You can also create the config.yaml
file close to the data directory to keep things organized and symlink it rather than create it in the previous step.
- Activate the conda environment with:
conda activate bgcflow
- Run BGCFlow with:
snakemake --snakefile workflow/PanKB_Family --use-conda --rerun-triggers mtime -c <n_cores> --rerun-incomplete --keep-going --resources ncbi_api=1
Replace <n_cores>
with the number of cores of your VM (or how many you want to allocate).
We use the pankbpipeline
storage account in the rg-recon
resource group to store the results and all the intermediate files from our BGCFlow runs for PanKB. Simply add it your new data as an additional directory in the runs blob and remember to also upload the config.yaml
.
You can do it easily with azcopy
(just be wary of the huge log files issue described above).
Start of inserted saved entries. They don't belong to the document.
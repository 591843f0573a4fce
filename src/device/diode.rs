//! Junction diode with series resistance and junction/diffusion charge.

use super::limit::{critical_voltage, pnjlim};
use super::{bad_param, no_instance, thermal_voltage, Device, DeviceKind, PairStamp, Setup};
use crate::context::{AnalysisMode, InitPhase, SimContext};
use crate::error::{NodalError, Result};
use crate::matrix::SparseMatrix;
use crate::options::SimOptions;
use crate::report::{Reporter, Severity};
use num_complex::Complex64;

// State slots per instance.
const VOLTAGE: usize = 0;
const CURRENT: usize = 1;
const CONDUCT: usize = 2;
const CHARGE: usize = 3;
const NUM_STATES: usize = 5;

#[derive(Debug, Clone)]
pub struct DiodeParams {
    /// Saturation current (A).
    pub is: f64,
    /// Emission coefficient.
    pub n: f64,
    /// Ohmic resistance (Ω).
    pub rs: f64,
    /// Zero-bias junction capacitance (F).
    pub cjo: f64,
    /// Junction potential (V).
    pub vj: f64,
    /// Grading coefficient.
    pub m: f64,
    /// Transit time (s).
    pub tt: f64,
    /// Forward-bias depletion capacitance coefficient.
    pub fc: f64,
    /// Activation energy (eV).
    pub eg: f64,
    /// Saturation current temperature exponent.
    pub xti: f64,
    pub tnom: Option<f64>,
}

impl Default for DiodeParams {
    fn default() -> Self {
        Self {
            is: 1e-14,
            n: 1.0,
            rs: 0.0,
            cjo: 0.0,
            vj: 1.0,
            m: 0.5,
            tt: 0.0,
            fc: 0.5,
            eg: 1.11,
            xti: 3.0,
            tnom: None,
        }
    }
}

#[derive(Debug, Clone)]
struct Instance {
    name: String,
    terminals: [String; 2],
    area: f64,
    off: bool,
    ic: Option<f64>,
    pos: usize,
    pos_prime: usize,
    neg: usize,
    junction: Option<PairStamp>,
    series: Option<PairStamp>,
    state: usize,
    /// Small-signal conductance and capacitance from the last load.
    gd: f64,
    capd: f64,
}

/// Temperature-adjusted values shared by every instance.
#[derive(Debug, Clone, Copy, Default)]
struct Derived {
    vte: f64,
    is: f64,
    vj: f64,
    f1: f64,
    f2: f64,
    f3: f64,
    gmin: f64,
}

#[derive(Debug, Clone)]
pub struct Diode {
    name: String,
    pub params: DiodeParams,
    instances: Vec<Instance>,
    derived: Derived,
}

impl Diode {
    pub fn new(name: &str) -> Self {
        Self {
            name: name.to_string(),
            params: DiodeParams::default(),
            instances: Vec::new(),
            derived: Derived::default(),
        }
    }

    pub fn add(&mut self, name: &str, anode: &str, cathode: &str) -> &mut Self {
        self.instances.push(Instance {
            name: name.to_string(),
            terminals: [anode.to_string(), cathode.to_string()],
            area: 1.0,
            off: false,
            ic: None,
            pos: 0,
            pos_prime: 0,
            neg: 0,
            junction: None,
            series: None,
            state: 0,
            gd: 0.0,
            capd: 0.0,
        });
        self
    }

    /// Junction current and conductance at `vd`.
    fn dc_current(&self, csat: f64, vd: f64) -> (f64, f64) {
        let Derived { vte, gmin, .. } = self.derived;
        if vd >= -3.0 * vte {
            let evd = (vd / vte).exp();
            (csat * (evd - 1.0) + gmin * vd, csat * evd / vte + gmin)
        } else {
            let arg = 3.0 * vte / (vd * std::f64::consts::E);
            let arg = arg * arg * arg;
            (-csat * (1.0 + arg) + gmin * vd, csat * 3.0 * arg / vd + gmin)
        }
    }

    /// Depletion plus diffusion charge and its capacitance.
    fn charge(&self, area: f64, vd: f64, cd: f64, gd: f64) -> (f64, f64) {
        let p = &self.params;
        let d = &self.derived;
        let czero = p.cjo * area;
        let depcap = p.fc * d.vj;
        if vd < depcap {
            let arg = 1.0 - vd / d.vj;
            let sarg = (-p.m * arg.ln()).exp();
            let q = p.tt * cd + d.vj * czero * (1.0 - arg * sarg) / (1.0 - p.m);
            (q, p.tt * gd + czero * sarg)
        } else {
            let czof2 = czero / d.f2;
            let q = p.tt * cd
                + czero * d.f1
                + czof2 * (d.f3 * (vd - depcap) + (p.m / (d.vj + d.vj)) * (vd * vd - depcap * depcap));
            (q, p.tt * gd + czof2 * (d.f3 + p.m * vd / d.vj))
        }
    }
}

impl Device for Diode {
    fn kind(&self) -> DeviceKind {
        DeviceKind::Diode
    }

    fn name(&self) -> &str {
        &self.name
    }

    fn instance_names(&self) -> Vec<&str> {
        self.instances.iter().map(|i| i.name.as_str()).collect()
    }

    fn set_model_param(&mut self, param: &str, value: f64) -> Result<()> {
        let p = &mut self.params;
        match param {
            "is" => p.is = value,
            "n" => p.n = value,
            "rs" => p.rs = value,
            "cjo" | "cj0" => p.cjo = value,
            "vj" => p.vj = value,
            "m" => p.m = value,
            "tt" => p.tt = value,
            "fc" => p.fc = value,
            "eg" => p.eg = value,
            "xti" => p.xti = value,
            "tnom" => p.tnom = Some(value),
            _ => return Err(bad_param(&self.name, param)),
        }
        Ok(())
    }

    fn set_instance_param(&mut self, instance: &str, param: &str, value: f64) -> Result<()> {
        let inst = self
            .instances
            .iter_mut()
            .find(|i| i.name == instance)
            .ok_or_else(|| no_instance(&self.name, instance))?;
        match param {
            "area" => inst.area = value,
            "off" => inst.off = value != 0.0,
            "ic" => inst.ic = Some(value),
            _ => return Err(bad_param(instance, param)),
        }
        Ok(())
    }

    fn setup(&mut self, setup: &mut Setup<'_>) -> Result<()> {
        let has_rs = self.params.rs != 0.0;
        for inst in &mut self.instances {
            inst.pos = setup.node(&inst.terminals[0]);
            inst.neg = setup.node(&inst.terminals[1]);
            inst.pos_prime = if has_rs {
                setup.internal_node(&inst.name, "internal")
            } else {
                inst.pos
            };
            inst.junction = Some(PairStamp::new(setup, inst.pos_prime, inst.neg));
            inst.series = has_rs.then(|| PairStamp::new(setup, inst.pos, inst.pos_prime));
            inst.state = setup.states(NUM_STATES);
        }
        Ok(())
    }

    fn temperature(&mut self, options: &SimOptions) -> Result<()> {
        let p = &self.params;
        let tnom = p.tnom.unwrap_or(options.tnom);
        let ratio = options.temp / tnom;
        let vt = thermal_voltage(options.temp);
        let vte = p.n * vt;
        let is = p.is
            * ratio.powf(p.xti / p.n)
            * ((ratio - 1.0) * p.eg / vte).exp();
        let vj = p.vj;
        self.derived = Derived {
            vte,
            is,
            vj,
            f1: vj * (1.0 - (1.0 - p.fc).powf(1.0 - p.m)) / (1.0 - p.m),
            f2: (1.0 - p.fc).powf(1.0 + p.m),
            f3: 1.0 - p.fc * (1.0 + p.m),
            gmin: options.gmin,
        };
        Ok(())
    }

    fn check_model(&mut self, reporter: &mut dyn Reporter) -> Result<()> {
        let p = &self.params;
        let fatal = if p.is <= 0.0 {
            Some(format!("IS = {} must be positive", p.is))
        } else if p.n <= 0.0 {
            Some(format!("N = {} must be positive", p.n))
        } else if p.rs < 0.0 {
            Some(format!("RS = {} is negative", p.rs))
        } else if p.vj <= 0.0 {
            Some(format!("VJ = {} must be positive", p.vj))
        } else if p.m >= 1.0 {
            Some(format!("M = {} must be below 1", p.m))
        } else {
            None
        };
        if let Some(reason) = fatal {
            reporter.report(Severity::Fatal, &self.name, &reason);
            return Err(NodalError::ParameterFatal { device: self.name.clone(), reason });
        }
        if self.params.fc > 0.95 {
            reporter.report(
                Severity::Warning,
                &self.name,
                &format!("FC = {} is too large. Set to 0.95.", self.params.fc),
            );
            self.params.fc = 0.95;
            let fc = self.params.fc;
            let m = self.params.m;
            self.derived.f1 = self.derived.vj * (1.0 - (1.0 - fc).powf(1.0 - m)) / (1.0 - m);
            self.derived.f2 = (1.0 - fc).powf(1.0 + m);
            self.derived.f3 = 1.0 - fc * (1.0 + m);
        }
        Ok(())
    }

    fn load(&mut self, ctx: &mut SimContext, matrix: &mut SparseMatrix) -> Result<()> {
        let vte = self.derived.vte;
        let needs_charge = matches!(ctx.mode, AnalysisMode::Transient)
            || ctx.phase == InitPhase::SmallSignal
            || (ctx.mode == AnalysisMode::TranOp && ctx.uic);

        for idx in 0..self.instances.len() {
            let inst = &self.instances[idx];
            let s = inst.state;
            let csat = self.derived.is * inst.area;
            let vcrit = critical_voltage(vte, csat);
            let mut limited = false;

            let vd = if ctx.phase == InitPhase::SmallSignal {
                ctx.state0[s + VOLTAGE]
            } else if ctx.phase == InitPhase::Transient {
                ctx.state(1)[s + VOLTAGE]
            } else if ctx.phase == InitPhase::Junction && ctx.mode == AnalysisMode::TranOp && ctx.uic {
                inst.ic.unwrap_or(0.0)
            } else if ctx.phase == InitPhase::Junction && inst.off {
                0.0
            } else if ctx.phase == InitPhase::Junction {
                vcrit
            } else if ctx.phase == InitPhase::Fix && inst.off {
                0.0
            } else {
                let vd = if ctx.phase == InitPhase::Predict {
                    ctx.predict(s + VOLTAGE)
                } else {
                    ctx.voltage(inst.pos_prime) - ctx.voltage(inst.neg)
                };
                let (vd, hit) = pnjlim(vd, ctx.state0[s + VOLTAGE], vte, vcrit);
                limited = hit;
                vd
            };

            let (mut cd, mut gd) = self.dc_current(csat, vd);
            let inst = &self.instances[idx];
            let mut capd = 0.0;

            if needs_charge {
                let (q, c) = self.charge(inst.area, vd, cd, gd);
                capd = c;
                ctx.state0[s + CHARGE] = q;
                if ctx.phase == InitPhase::SmallSignal {
                    ctx.state0[s + VOLTAGE] = vd;
                    let inst = &mut self.instances[idx];
                    inst.gd = gd;
                    inst.capd = capd;
                    continue;
                }
                if ctx.mode == AnalysisMode::Transient {
                    if ctx.phase == InitPhase::Transient {
                        ctx.state1_mut()[s + CHARGE] = q;
                    }
                    let (geq, _) = ctx.integrate(s + CHARGE, capd);
                    gd += geq;
                    cd += ctx.state0[s + CHARGE + 1];
                    if ctx.phase == InitPhase::Transient {
                        let iq = ctx.state0[s + CHARGE + 1];
                        ctx.state1_mut()[s + CHARGE + 1] = iq;
                    }
                }
            }

            if limited && !(ctx.phase == InitPhase::Fix && inst.off) {
                ctx.noncon += 1;
            }
            ctx.state0[s + VOLTAGE] = vd;
            ctx.state0[s + CURRENT] = cd;
            ctx.state0[s + CONDUCT] = gd;

            let cdeq = cd - gd * vd;
            ctx.rhs[inst.neg] += cdeq;
            ctx.rhs[inst.pos_prime] -= cdeq;
            if let Some(j) = &inst.junction {
                j.add(matrix, gd);
            }
            if let Some(series) = &inst.series {
                series.add(matrix, inst.area / self.params.rs);
            }
            let inst = &mut self.instances[idx];
            inst.gd = gd;
            inst.capd = capd;
        }
        Ok(())
    }

    fn ac_load(&self, ctx: &mut SimContext, matrix: &mut SparseMatrix) -> Result<()> {
        self.pz_load(Complex64::new(0.0, ctx.omega), matrix)
    }

    fn pz_load(&self, s: Complex64, matrix: &mut SparseMatrix) -> Result<()> {
        for inst in &self.instances {
            if let Some(j) = &inst.junction {
                j.add_complex(matrix, inst.gd + s * inst.capd);
            }
            if let Some(series) = &inst.series {
                series.add_complex(matrix, Complex64::new(inst.area / self.params.rs, 0.0));
            }
        }
        Ok(())
    }

    fn conv_test(&self, ctx: &mut SimContext) -> bool {
        let opts = &ctx.options;
        for inst in &self.instances {
            let s = inst.state;
            let vd = ctx.voltage(inst.pos_prime) - ctx.voltage(inst.neg);
            let delvd = vd - ctx.state0[s + VOLTAGE];
            let cd = ctx.state0[s + CURRENT];
            let cdhat = cd + ctx.state0[s + CONDUCT] * delvd;
            let tol = opts.reltol * cdhat.abs().max(cd.abs()) + opts.abstol;
            if (cdhat - cd).abs() > tol {
                ctx.noncon += 1;
                return false;
            }
        }
        true
    }

    fn get_ic(&mut self, ctx: &SimContext) {
        for inst in &mut self.instances {
            if inst.ic.is_none() {
                inst.ic = Some(ctx.voltage(inst.pos) - ctx.voltage(inst.neg));
            }
        }
    }

    fn trunc(&self, ctx: &SimContext, step: &mut f64) {
        for inst in &self.instances {
            *step = step.min(ctx.truncation_step(inst.state + CHARGE));
        }
    }
}

#[cfg(test)]
mod tests {
    use super::*;

    fn diode() -> Diode {
        let mut d = Diode::new("dmod");
        d.add("D1", "a", "0");
        d.temperature(&SimOptions::default()).unwrap();
        d
    }

    #[test]
    fn forward_current_follows_exponential() {
        let d = diode();
        let vte = d.derived.vte;
        let (cd, gd) = d.dc_current(1e-14, 0.6);
        let expected = 1e-14 * ((0.6 / vte).exp() - 1.0);
        assert!((cd - expected).abs() < 1e-9 * expected + 1e-12);
        assert!((gd - 1e-14 * (0.6 / vte).exp() / vte).abs() / gd < 1e-6);
    }

    #[test]
    fn reverse_current_saturates() {
        let d = diode();
        let (cd, gd) = d.dc_current(1e-14, -5.0);
        assert!(cd < 0.0 && cd > -2e-14);
        assert!(gd > 0.0);
    }

    #[test]
    fn depletion_charge_is_continuous_at_fc() {
        let mut d = diode();
        d.params.cjo = 1e-12;
        d.temperature(&SimOptions::default()).unwrap();
        let vfc = d.params.fc * d.params.vj;
        let (q_lo, c_lo) = d.charge(1.0, vfc - 1e-9, 0.0, 0.0);
        let (q_hi, c_hi) = d.charge(1.0, vfc + 1e-9, 0.0, 0.0);
        assert!((q_hi - q_lo).abs() < 1e-20);
        assert!((c_hi - c_lo).abs() / c_lo < 1e-6);
    }

    #[test]
    fn large_fc_clamped_once() {
        let mut d = diode();
        d.set_model_param("fc", 2.0).unwrap();
        let mut rep = crate::report::CollectingReporter::new();
        d.check_model(&mut rep).unwrap();
        d.check_model(&mut rep).unwrap();
        assert_eq!(rep.count(Severity::Warning), 1);
        assert_eq!(d.params.fc, 0.95);
    }

    #[test]
    fn unknown_parameter_rejected() {
        let mut d = diode();
        assert!(matches!(d.set_model_param("bogus", 1.0), Err(NodalError::BadParam { .. })));
        assert!(d.set_instance_param("D9", "area", 1.0).is_err());
    }
}
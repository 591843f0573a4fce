//! DC transfer sweep of one independent source.
//!
//! The first point is a full operating point. Later points start from
//! the previous solution with the `itl2` iteration limit and fall back to
//! a full operating point. A point that still fails is reported, counted
//! and skipped.

use super::op::operating_point;
use super::{begin_solution_plot, dump_solution, Analysis, OutputSink, PauseFlag, PlotId, RunStatus};
use crate::circuit::Circuit;
use crate::context::{AnalysisMode, InitPhase};
use crate::error::{NodalError, Result};
use crate::newton;
use crate::report::Severity;

#[derive(Debug, Clone)]
pub struct DcSweep {
    source: String,
    start: f64,
    stop: f64,
    step: f64,
    next: usize,
    plot: Option<PlotId>,
    /// Source value before the sweep, restored when the sweep ends.
    original: Option<f64>,
    /// Whether the solution in the context belongs to the previous point.
    warm: bool,
}

impl DcSweep {
    pub fn new(source: &str, start: f64, stop: f64, step: f64) -> Self {
        Self {
            source: source.to_string(),
            start,
            stop,
            step,
            next: 0,
            plot: None,
            original: None,
            warm: false,
        }
    }

    /// Sweep values, including both end points when `step` divides the range.
    pub fn values(&self) -> Vec<f64> {
        if self.step == 0.0 || (self.stop - self.start) * self.step < 0.0 {
            return vec![self.start];
        }
        let count = ((self.stop - self.start) / self.step + 1e-9).floor() as usize + 1;
        (0..count).map(|i| self.start + self.step * i as f64).collect()
    }

    /// Put the swept source back and forget the sweep position.
    fn finish(&mut self, circuit: &mut Circuit) -> Result<()> {
        self.next = 0;
        self.plot = None;
        self.warm = false;
        match self.original.take() {
            Some(original) => circuit.set_source_value(&self.source, original),
            None => Ok(()),
        }
    }

    fn solve_point(&mut self, circuit: &mut Circuit) -> Result<usize> {
        if self.warm {
            circuit.ctx.mode = AnalysisMode::DcSweep;
            circuit.ctx.phase = InitPhase::Float;
            let itl = circuit.ctx.options.itl2;
            match newton::solve(circuit, itl) {
                Err(e) if e.is_convergence_failure() => {
                    tracing::debug!(error = %e, "warm start failed, solving from scratch");
                }
                other => return other,
            }
        }
        operating_point(circuit, AnalysisMode::DcSweep)
    }
}

impl Analysis for DcSweep {
    fn name(&self) -> &'static str {
        "dc"
    }

    fn run(&mut self, circuit: &mut Circuit, sink: &mut dyn OutputSink, pause: &PauseFlag) -> Result<RunStatus> {
        let _span = tracing::info_span!("dc_sweep", source = %self.source).entered();
        circuit.setup()?;
        if self.original.is_none() {
            self.original = Some(circuit.instance_param(&self.source, "dc").ok_or_else(|| {
                NodalError::Analysis(format!("'{}' is not an independent source", self.source))
            })?);
        }
        let plot = match self.plot {
            Some(p) => p,
            None => {
                let title = format!("DC transfer characteristic of {}", self.source);
                let p = begin_solution_plot(circuit, sink, "dc", &title, &self.source, false);
                self.plot = Some(p);
                p
            }
        };

        let values = self.values();
        while self.next < values.len() {
            if pause.take() {
                tracing::info!(point = self.next, "dc sweep paused");
                return Ok(RunStatus::Paused);
            }
            let value = values[self.next];
            circuit.set_source_value(&self.source, value)?;
            match self.solve_point(circuit) {
                Ok(_) => {
                    dump_solution(circuit, sink, plot, value);
                    self.warm = true;
                }
                Err(e) if e.is_convergence_failure() => {
                    let msg = format!("no convergence at {} = {value}: {e}", self.source);
                    circuit.reporter_mut().report(Severity::Warning, "dc", &msg);
                    circuit.ctx.stats.sweep_points_failed += 1;
                    self.warm = false;
                }
                Err(e) => {
                    self.finish(circuit)?;
                    return Err(e);
                }
            }
            self.next += 1;
        }

        self.finish(circuit)?;
        Ok(RunStatus::Completed)
    }
}

#[cfg(test)]
mod tests {
    use super::*;

    #[test]
    fn sweep_values_include_end_points() {
        let sweep = DcSweep::new("v1", 0.0, 1.0, 0.25);
        assert_eq!(sweep.values(), vec![0.0, 0.25, 0.5, 0.75, 1.0]);
        let down = DcSweep::new("v1", 1.0, 0.0, -0.5);
        assert_eq!(down.values(), vec![1.0, 0.5, 0.0]);
        let wrong_way = DcSweep::new("v1", 0.0, 1.0, -0.5);
        assert_eq!(wrong_way.values(), vec![0.0]);
    }
}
For instance, if the (now populated) empty data directory created previously is /data/bgcflow_data/cyanobacteria/data
, you can simply:
azcopy copy --dry-run --recursive --overwrite=false /data/bgcflow_data/cyanobacteria/data https://pankbpipeline.blob.core.windows.net/runs/cyanobacteria?$SAS
(assumes you have a $SAS
variable with a valid SAS token for the Azure storage account)
With azcopy
, alaways first do a --dry-run
to check that everything will end up in the intended location and use --overwrite=false
unless you specifically need to.
The files needed specifically for PanKB need to be stored the the pankb
storage account. Instructions for that can be found in the pankb_db README.